The Bhagavad-Gita (BG) puts forth its regimen of four disciplines, which together comprise different forms of yoga. The disciplines of knowledge, meditation, devotion, and action are called jñana, raja, bakhti, and karma, respectively. Karma is the most well-known of these disciplines which has been extrapolated from the BG and into the mainstream as something of a mixture between Newton’s laws of action and reaction and the Biblical golden rule. Nonetheless, the principle of an action itself as being important is crucial to religious philosophy. The BG impacted the wider philosophical body of theories, popularizing psychological concepts of duality, experimental theology, and the importance of illusions in its examinations of knowledge. Only in bypassing ties to the earthly state is true knowledge found; to reach this higher state, individual connections must be made about the meaning of life and the universe. Meditation helps each person reflect upon the gaps in their earthly understanding and how that has contributed to the sorrows of temporal existence. After meditation reveals knowledge, a person must devote themselves to the manifestation of Brahman. Only after a person has reflected, learned, and devoted themselves can they understand the reasons for acting in accordance with the other three yogas. The reasons behind action are stressed in the BG and in the Ramayana, which advocate the cleansing of the mind and heart as part of the enlightenment journey. That is not to say that any one is more important or that there is a specific sequence which enlightenment must follow; Krishna emphasizes this point by calling the yogas ‘paths’.

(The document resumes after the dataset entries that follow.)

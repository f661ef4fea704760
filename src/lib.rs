//! Hour-bucketed live schedule of Taskwarrior tasks.

pub mod cli;
pub mod commands;
pub mod config;
pub mod model;
pub mod schedule;
pub mod source;
pub mod ui;
use crate::config::Settings;
use crate::model::{current_hour, ScheduleError, ScheduledTask};
use crate::schedule::{ColumnOffsets, HourBuckets, Schedule, HOURS_PER_DAY};
use anyhow::Result;
use chrono::{Local, NaiveDateTime};
use crossterm::cursor::{Hide, Show};
use crossterm::event::{self, Event, KeyCode, KeyEvent, KeyEventKind, KeyModifiers};
use crossterm::execute;
use crossterm::terminal::{
    disable_raw_mode, enable_raw_mode, EnterAlternateScreen, LeaveAlternateScreen,
};
use log::{debug, error, info, trace, warn};
use ratatui::backend::{Backend, CrosstermBackend};
use ratatui::buffer::Buffer;
use ratatui::prelude::{Color, Modifier, Rect, Style};
use ratatui::Terminal;
use std::io::{self, stdout};
use std::panic;
use std::sync::atomic::{AtomicBool, Ordering};
use std::sync::Arc;
use std::thread;
use std::time::{Duration, Instant};

const GLYPH_X: u16 = 3;
const FILL_X: u16 = 5;
const INPUT_SLICE: Duration = Duration::from_millis(100);

pub fn run(schedule: Schedule, settings: Settings) -> Result<()> {
    let exit = Arc::new(AtomicBool::new(false));
    let flag = Arc::clone(&exit);
    if let Err(err) = ctrlc::set_handler(move || flag.store(true, Ordering::SeqCst)) {
        warn!("no interrupt handler installed: {err}");
    }

    let _guard = SurfaceGuard::acquire()?;
    let terminal = Terminal::new(CrosstermBackend::new(stdout()))
        .map_err(|e| ScheduleError::Surface(e.to_string()))?;
    let mut screen = Screen::new(terminal, schedule, settings);
    let result = screen.event_loop(&exit);
    if let Err(err) = &result {
        error!("render loop stopped: {err:#}");
    }
    result
}

/// Semantic colour roles of the schedule table.
#[derive(Debug, Clone, Copy, PartialEq, Eq)]
pub enum StyleRole {
    Header,
    Hour,
    CurrentHour,
    Background,
    BackgroundAlt,
    Completed,
    CompletedAlt,
    ActiveTask,
    CurrentTask,
    OverdueTask,
    Glyph,
}

impl StyleRole {
    pub const ALL: [StyleRole; 11] = [
        StyleRole::Header,
        StyleRole::Hour,
        StyleRole::CurrentHour,
        StyleRole::Background,
        StyleRole::BackgroundAlt,
        StyleRole::Completed,
        StyleRole::CompletedAlt,
        StyleRole::ActiveTask,
        StyleRole::CurrentTask,
        StyleRole::OverdueTask,
        StyleRole::Glyph,
    ];

    pub fn style(self) -> Style {
        let stripe = Color::Indexed(234);
        match self {
            StyleRole::Header => Style::default()
                .fg(Color::White)
                .bg(Color::Black)
                .add_modifier(Modifier::UNDERLINED),
            StyleRole::Hour => Style::default().fg(Color::Indexed(8)).bg(Color::Black),
            StyleRole::CurrentHour => Style::default()
                .fg(Color::Green)
                .bg(Color::Black)
                .add_modifier(Modifier::BOLD),
            StyleRole::Background => Style::default().fg(Color::Gray).bg(Color::Black),
            StyleRole::BackgroundAlt => Style::default().fg(Color::Gray).bg(stripe),
            StyleRole::Completed => Style::default().fg(Color::Indexed(242)).bg(Color::Black),
            StyleRole::CompletedAlt => Style::default().fg(Color::Indexed(242)).bg(stripe),
            StyleRole::ActiveTask => Style::default().fg(Color::Black).bg(Color::Green),
            StyleRole::CurrentTask => Style::default().fg(Color::LightGreen).bg(Color::Black),
            StyleRole::OverdueTask => Style::default().fg(Color::Yellow).bg(Color::Black),
            StyleRole::Glyph => Style::default().fg(Color::Indexed(244)).bg(Color::Black),
        }
    }

    fn stripe(alternate: bool) -> StyleRole {
        if alternate {
            StyleRole::Background
        } else {
            StyleRole::BackgroundAlt
        }
    }
}

/// Picks a task row's style. Being worked on beats owning the current
/// slot, which beats being overdue; otherwise the row follows the stripes.
pub fn resolve_style(
    task: &ScheduledTask,
    next: Option<&ScheduledTask>,
    alternate: bool,
    now: NaiveDateTime,
) -> StyleRole {
    if task.active {
        StyleRole::ActiveTask
    } else if task.should_be_active(next, now) {
        StyleRole::CurrentTask
    } else if task.is_overdue(now) && !task.completed {
        StyleRole::OverdueTask
    } else if task.completed {
        if alternate {
            StyleRole::Completed
        } else {
            StyleRole::CompletedAlt
        }
    } else {
        StyleRole::stripe(alternate)
    }
}

#[derive(Debug, Clone, Copy, PartialEq, Eq)]
pub struct FrameOptions {
    pub hide_empty: bool,
    pub hide_projects: bool,
}

impl From<&Settings> for FrameOptions {
    fn from(settings: &Settings) -> Self {
        FrameOptions {
            hide_empty: settings.hide_empty,
            hide_projects: settings.hide_projects,
        }
    }
}

/// Per-draw bookkeeping, rebuilt for every frame.
#[derive(Debug, Clone, Copy, PartialEq, Eq)]
pub struct FrameState {
    pub current_line: usize,
    pub alternate: bool,
    pub past_first_task: bool,
}

impl FrameState {
    fn new() -> Self {
        FrameState {
            current_line: 1,
            alternate: true,
            past_first_task: false,
        }
    }

    fn advance(&mut self) {
        self.current_line += 1;
        self.alternate = !self.alternate;
    }
}

/// Writes clipped to `area`; anything past the right edge or bottom is dropped.
fn put(buf: &mut Buffer, area: Rect, line: usize, x: u16, text: &str, role: StyleRole) {
    let Ok(y) = u16::try_from(line) else {
        return;
    };
    if y >= area.height || x >= area.width || text.is_empty() {
        return;
    }
    let width = usize::from(area.width - x);
    buf.set_stringn(area.x + x, area.y + y, text, width, role.style());
}

fn paint_header(buf: &mut Buffer, area: Rect, offsets: &ColumnOffsets, opts: FrameOptions) {
    let header = StyleRole::Header;
    put(buf, area, 0, offsets.glyph, "ID", header);
    put(buf, area, 0, offsets.id, "Time", header);
    if opts.hide_projects {
        put(buf, area, 0, offsets.time, "Description", header);
    } else {
        put(buf, area, 0, offsets.time, "Project", header);
        put(buf, area, 0, offsets.project, "Description", header);
    }
}

fn paint_hour(buf: &mut Buffer, area: Rect, line: usize, hour: u32, now: NaiveDateTime) {
    let role = if hour == current_hour(now) {
        StyleRole::CurrentHour
    } else {
        StyleRole::Hour
    };
    put(buf, area, line, 0, &hour.to_string(), role);
}

fn paint_fill(buf: &mut Buffer, area: Rect, line: usize, role: StyleRole) {
    let width = usize::from(area.width.saturating_sub(FILL_X));
    put(buf, area, line, FILL_X, &" ".repeat(width), role);
}

/// Paints the header and one row per task (plus filler rows for empty
/// hours) into `buf`. Returns the final frame state.
pub fn paint_schedule(
    buf: &mut Buffer,
    area: Rect,
    buckets: &HourBuckets,
    offsets: &ColumnOffsets,
    opts: FrameOptions,
    now: NaiveDateTime,
) -> FrameState {
    paint_header(buf, area, offsets, opts);

    let mut state = FrameState::new();
    for hour in 0..HOURS_PER_DAY {
        let tasks = buckets.get(&hour).map(Vec::as_slice).unwrap_or(&[]);

        if tasks.is_empty() {
            if state.past_first_task || !opts.hide_empty {
                paint_fill(buf, area, state.current_line, StyleRole::stripe(state.alternate));
                paint_hour(buf, area, state.current_line, hour, now);
                state.advance();
            }
            continue;
        }

        state.past_first_task = true;
        for (idx, task) in tasks.iter().enumerate() {
            let line = state.current_line;
            let role = resolve_style(task, tasks.get(idx + 1), state.alternate, now);

            if idx == 0 {
                paint_hour(buf, area, line, hour, now);
            }
            paint_fill(buf, area, line, role);
            put(
                buf,
                area,
                line,
                GLYPH_X,
                &task.glyph.symbol().to_string(),
                StyleRole::Glyph,
            );
            put(buf, area, line, offsets.glyph, &task.id_label(), role);
            put(buf, area, line, offsets.id, &task.formatted_time(), role);
            if opts.hide_projects {
                put(buf, area, line, offsets.time, &task.description, role);
            } else {
                let project = task.project.as_deref().unwrap_or("");
                put(buf, area, line, offsets.time, project, role);
                put(buf, area, line, offsets.project, &task.description, role);
            }
            state.advance();
        }
    }
    state
}

/// The schedule as plain text rows, following the same visibility rules
/// as the live view: `[hour, glyph, id, time, (project,) description]`.
pub fn plain_rows(buckets: &HourBuckets, opts: FrameOptions) -> Vec<Vec<String>> {
    let mut rows = Vec::new();
    let mut past_first_task = false;
    for hour in 0..HOURS_PER_DAY {
        let tasks = buckets.get(&hour).map(Vec::as_slice).unwrap_or(&[]);
        if tasks.is_empty() {
            if past_first_task || !opts.hide_empty {
                rows.push(vec![hour.to_string()]);
            }
            continue;
        }
        past_first_task = true;
        for (idx, task) in tasks.iter().enumerate() {
            let mut row = vec![
                if idx == 0 { hour.to_string() } else { String::new() },
                task.glyph.symbol().to_string(),
                task.id_label(),
                task.formatted_time(),
            ];
            if !opts.hide_projects {
                row.push(task.project.clone().unwrap_or_default());
            }
            row.push(task.description.clone());
            rows.push(row);
        }
    }
    rows
}

#[derive(Debug, Clone, Copy, PartialEq, Eq)]
pub enum Phase {
    Idle,
    Refreshing,
    Painting,
    Flushed,
}

/// Owns the terminal and repaints the schedule every cycle.
pub struct Screen<B: Backend> {
    terminal: Terminal<B>,
    schedule: Schedule,
    settings: Settings,
    previous: Option<HourBuckets>,
    phase: Phase,
}

impl<B: Backend> Screen<B> {
    pub fn new(terminal: Terminal<B>, schedule: Schedule, settings: Settings) -> Self {
        Screen {
            terminal,
            schedule,
            settings,
            previous: None,
            phase: Phase::Idle,
        }
    }

    pub fn phase(&self) -> Phase {
        self.phase
    }

    pub fn terminal(&self) -> &Terminal<B> {
        &self.terminal
    }

    fn enter(&mut self, phase: Phase) {
        trace!("{:?} -> {:?}", self.phase, phase);
        self.phase = phase;
    }

    /// Runs one refresh, paint and flush. Returns whether the screen was
    /// cleared because the bucketed tasks changed since the last frame.
    ///
    /// A terminal write error drops back to `Idle` and forgets the last
    /// frame, so the next draw starts from a cleared screen.
    pub fn draw(&mut self, now: NaiveDateTime) -> Result<bool> {
        self.enter(Phase::Refreshing);
        if let Err(err) =
            self.schedule
                .load_tasks(&self.settings.scheduled, self.settings.completed, now)
        {
            warn!("refresh failed, keeping previous tasks: {err}");
        }
        let buckets = self.schedule.bucket_by_hour();
        let offsets = self.schedule.column_offsets();

        let changed = self.previous.as_ref() != Some(&buckets);
        if let Err(err) = self.paint(&buckets, &offsets, changed, now) {
            self.previous = None;
            self.enter(Phase::Idle);
            return Err(ScheduleError::Surface(err.to_string()).into());
        }

        self.enter(Phase::Flushed);
        self.previous = Some(buckets);
        Ok(changed)
    }

    fn paint(
        &mut self,
        buckets: &HourBuckets,
        offsets: &ColumnOffsets,
        changed: bool,
        now: NaiveDateTime,
    ) -> io::Result<()> {
        if changed {
            debug!("schedule changed, clearing screen");
            self.terminal.clear()?;
        }
        self.enter(Phase::Painting);
        let opts = FrameOptions::from(&self.settings);
        self.terminal.draw(|f| {
            let area = f.size();
            paint_schedule(f.buffer_mut(), area, buckets, offsets, opts, now);
        })?;
        Ok(())
    }

    /// One loop cycle. A failed frame is logged and skipped.
    fn tick(&mut self, now: NaiveDateTime) {
        if let Err(err) = self.draw(now) {
            warn!("frame skipped: {err:#}");
        }
    }

    fn event_loop(&mut self, exit: &AtomicBool) -> Result<()> {
        let interval = Duration::from_secs(self.settings.refresh_rate);
        info!("render loop started, refreshing every {}s", interval.as_secs());
        loop {
            self.tick(Local::now().naive_local());
            if wait_for_exit(interval, exit)? {
                info!("exit requested");
                break;
            }
        }
        self.enter(Phase::Idle);
        Ok(())
    }
}

/// Sleeps up to `timeout` while watching for an exit key or the interrupt
/// flag. A resize ends the wait early so the next frame picks up the new
/// size.
fn wait_for_exit(timeout: Duration, exit: &AtomicBool) -> Result<bool> {
    let deadline = Instant::now() + timeout;
    loop {
        if exit.load(Ordering::SeqCst) {
            return Ok(true);
        }
        let remaining = deadline.saturating_duration_since(Instant::now());
        if remaining.is_zero() {
            return Ok(false);
        }
        if event::poll(remaining.min(INPUT_SLICE))? {
            match event::read()? {
                Event::Key(key) if key.kind == KeyEventKind::Press && is_exit_key(key) => {
                    return Ok(true)
                }
                Event::Resize(..) => return Ok(false),
                _ => {}
            }
        }
    }
}

pub fn is_exit_key(key: KeyEvent) -> bool {
    match key.code {
        KeyCode::Char('q') | KeyCode::Esc => true,
        KeyCode::Char('c') => key.modifiers.contains(KeyModifiers::CONTROL),
        _ => false,
    }
}

/// Raw mode and the alternate screen for as long as the guard lives. The
/// terminal is restored on drop and from the panic hook, which is removed
/// again on drop.
struct SurfaceGuard;

impl SurfaceGuard {
    fn acquire() -> Result<Self, ScheduleError> {
        setup_terminal().map_err(|e| {
            let _ = teardown_terminal();
            ScheduleError::Surface(e.to_string())
        })?;
        let original_hook = panic::take_hook();
        panic::set_hook(Box::new(move |panic_info| {
            let _ = teardown_terminal();
            original_hook(panic_info);
        }));
        Ok(SurfaceGuard)
    }
}

impl Drop for SurfaceGuard {
    fn drop(&mut self) {
        if !thread::panicking() {
            let _ = panic::take_hook();
        }
        if let Err(err) = teardown_terminal() {
            error!("failed to restore terminal: {err}");
        }
        debug!("terminal released");
    }
}

fn setup_terminal() -> std::io::Result<()> {
    enable_raw_mode()?;
    execute!(stdout(), EnterAlternateScreen, Hide)?;
    Ok(())
}

fn teardown_terminal() -> std::io::Result<()> {
    disable_raw_mode()?;
    execute!(stdout(), LeaveAlternateScreen, Show)?;
    Ok(())
}
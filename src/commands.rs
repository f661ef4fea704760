use crate::config::{Settings, SourceSettings};
use crate::model::ScheduleError;
use crate::schedule::{align_columns, HourBuckets, Schedule};
use crate::source::{MemorySource, TaskSource, TaskWarrior};
use crate::ui::{self, plain_rows, FrameOptions};
use anyhow::{Context, Result};
use chrono::{Local, NaiveDateTime};
use log::{info, LevelFilter};
use simplelog::{ConfigBuilder, WriteLogger};
use std::fs::{self, File};

pub fn live(settings: Settings) -> Result<()> {
    let schedule = open_schedule(&settings, Local::now().naive_local())?;
    ui::run(schedule, settings)
}

pub fn print(settings: Settings) -> Result<()> {
    let schedule = open_schedule(&settings, Local::now().naive_local())?;
    let opts = FrameOptions::from(&settings);
    for line in render_table(&schedule.bucket_by_hour(), opts) {
        println!("{}", line);
    }
    Ok(())
}

/// Opens the task source and performs the first load. Any failure here is
/// fatal and happens before the terminal is touched.
pub fn open_schedule(settings: &Settings, now: NaiveDateTime) -> Result<Schedule> {
    let source = open_source(&settings.source).context("opening task data source")?;
    let mut schedule = Schedule::new(source);
    schedule
        .load_tasks(&settings.scheduled, settings.completed, now)
        .with_context(|| format!("loading tasks scheduled {}", settings.scheduled))?;
    info!(
        "loaded {} tasks scheduled {}",
        schedule.tasks().len(),
        settings.scheduled
    );
    Ok(schedule)
}

fn open_source(settings: &SourceSettings) -> Result<Box<dyn TaskSource>, ScheduleError> {
    Ok(match settings {
        SourceSettings::TaskWarrior {
            command,
            data_location,
            taskrc,
        } => Box::new(TaskWarrior::open(
            command.clone(),
            data_location.clone(),
            taskrc.clone(),
        )?),
        SourceSettings::ExportFile(path) => Box::new(MemorySource::from_export_file(path)?),
    })
}

/// Plain-text table: aligned cells joined by single spaces.
pub fn render_table(buckets: &HourBuckets, opts: FrameOptions) -> Vec<String> {
    align_columns(&plain_rows(buckets, opts))
        .into_iter()
        .map(|row| row.join(" ").trim_end().to_string())
        .collect()
}

/// Sends log output to the configured file. The terminal belongs to the
/// schedule, so nothing is logged to stdout or stderr.
pub fn init_logging(settings: &Settings) {
    let Some(path) = settings.log_file.as_ref() else {
        return;
    };
    if let Some(parent) = path.parent() {
        let _ = fs::create_dir_all(parent);
    }
    let level = if settings.verbose {
        LevelFilter::Debug
    } else {
        LevelFilter::Info
    };
    let log_config = ConfigBuilder::new().set_time_format_rfc3339().build();
    if let Ok(log_file) = File::create(path) {
        let _ = WriteLogger::init(level, log_config, log_file);
    }
}
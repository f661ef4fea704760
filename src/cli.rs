use clap::{Parser, Subcommand};
use std::path::PathBuf;

#[derive(Parser, Debug)]
#[command(
    name = "taskschedule",
    version,
    about = "Hour-by-hour schedule of Taskwarrior tasks"
)]
pub struct Cli {
    #[command(subcommand)]
    pub command: Option<Command>,

    /// Config file (defaults to the platform config directory)
    #[arg(long, global = true)]
    pub config: Option<PathBuf>,

    /// Scheduled-date filter, e.g. today, tomorrow or 2026-10-18
    #[arg(long, short = 's', global = true)]
    pub scheduled: Option<String>,

    /// Seconds between refreshes
    #[arg(long, short = 'r', global = true)]
    pub refresh: Option<u64>,

    /// Leave completed tasks out
    #[arg(long, global = true)]
    pub no_completed: bool,

    /// Show hours without tasks before the first task
    #[arg(long, global = true)]
    pub show_empty: bool,

    /// Hide the project column
    #[arg(long, global = true)]
    pub hide_projects: bool,

    /// Taskwarrior data directory
    #[arg(long, global = true)]
    pub data_location: Option<PathBuf>,

    /// Taskwarrior rc file
    #[arg(long, global = true)]
    pub taskrc: Option<PathBuf>,

    /// Read tasks from a saved `task export` file instead of Taskwarrior
    #[arg(long, global = true)]
    pub import: Option<PathBuf>,

    /// Log file path
    #[arg(long, global = true)]
    pub log_file: Option<PathBuf>,

    /// Debug-level logging
    #[arg(long, short = 'v', global = true)]
    pub verbose: bool,
}

#[derive(Subcommand, Debug, Clone, Copy, PartialEq, Eq)]
pub enum Command {
    /// Live schedule, refreshed until q/Esc/Ctrl-C
    Live,
    /// Print the schedule once as a plain table
    Print,
}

Friedrich Nietzsche writes of eternal recurrence as a world of continual struggle against dominance and injustice, speaking of the creative response of the oppressed peoples who gradually adjust and overcome, toppling the hierarchies which continue the chain of aggressive reality. He begins this discussion in “On Truth and Lie” and addresses it in various forms throughout Thus Spoke Zarathustra. Nietzsche marginalizes many conflicts as rather petty but also remarks that the ability to forget is a divine gift. Without this ability, he writes that there is no happiness, pride, or subsistence in earthly life. In the book’s chapter “Redemption”, the author simplifies the level of expected humility by presenting Zarathustra as an ideal: “A seer, a purposer, a creator, a future itself, and a bridge to the future —and alas! also as it were a cripple on this bridge: all that is Zarathustra”. Perhaps this is why Nietzsche seems so cynical at times. If Zarathustra is all these things and a cripple, then of what import are the ‘average’ people occupying themselves with trivial matters of existence?

This example exemplifies Nietzsche’s criticisms of nihilism. Because he writes that humankind has come to the death of its absolute belief in God, they are empowered to accept their weaknesses and to overcome them rather than wait for divine intervention or to cite them as simple features of God’s perfect creation—beyond the understanding or control of individuals. Nietzsche refers to this belief in God and in nihilism as a childlike dependency. Thus, humans are capable of making a conscientious decision to overcome the need for revenge- just not to altogether forget it. Nietzsche’s words as Zarathustra encounters the dwarf in “On the vision and riddle”, summarize this interconnecting thread: “For courage is the best slayer, – courage which attacks: for in every attack there is sound of triumph”.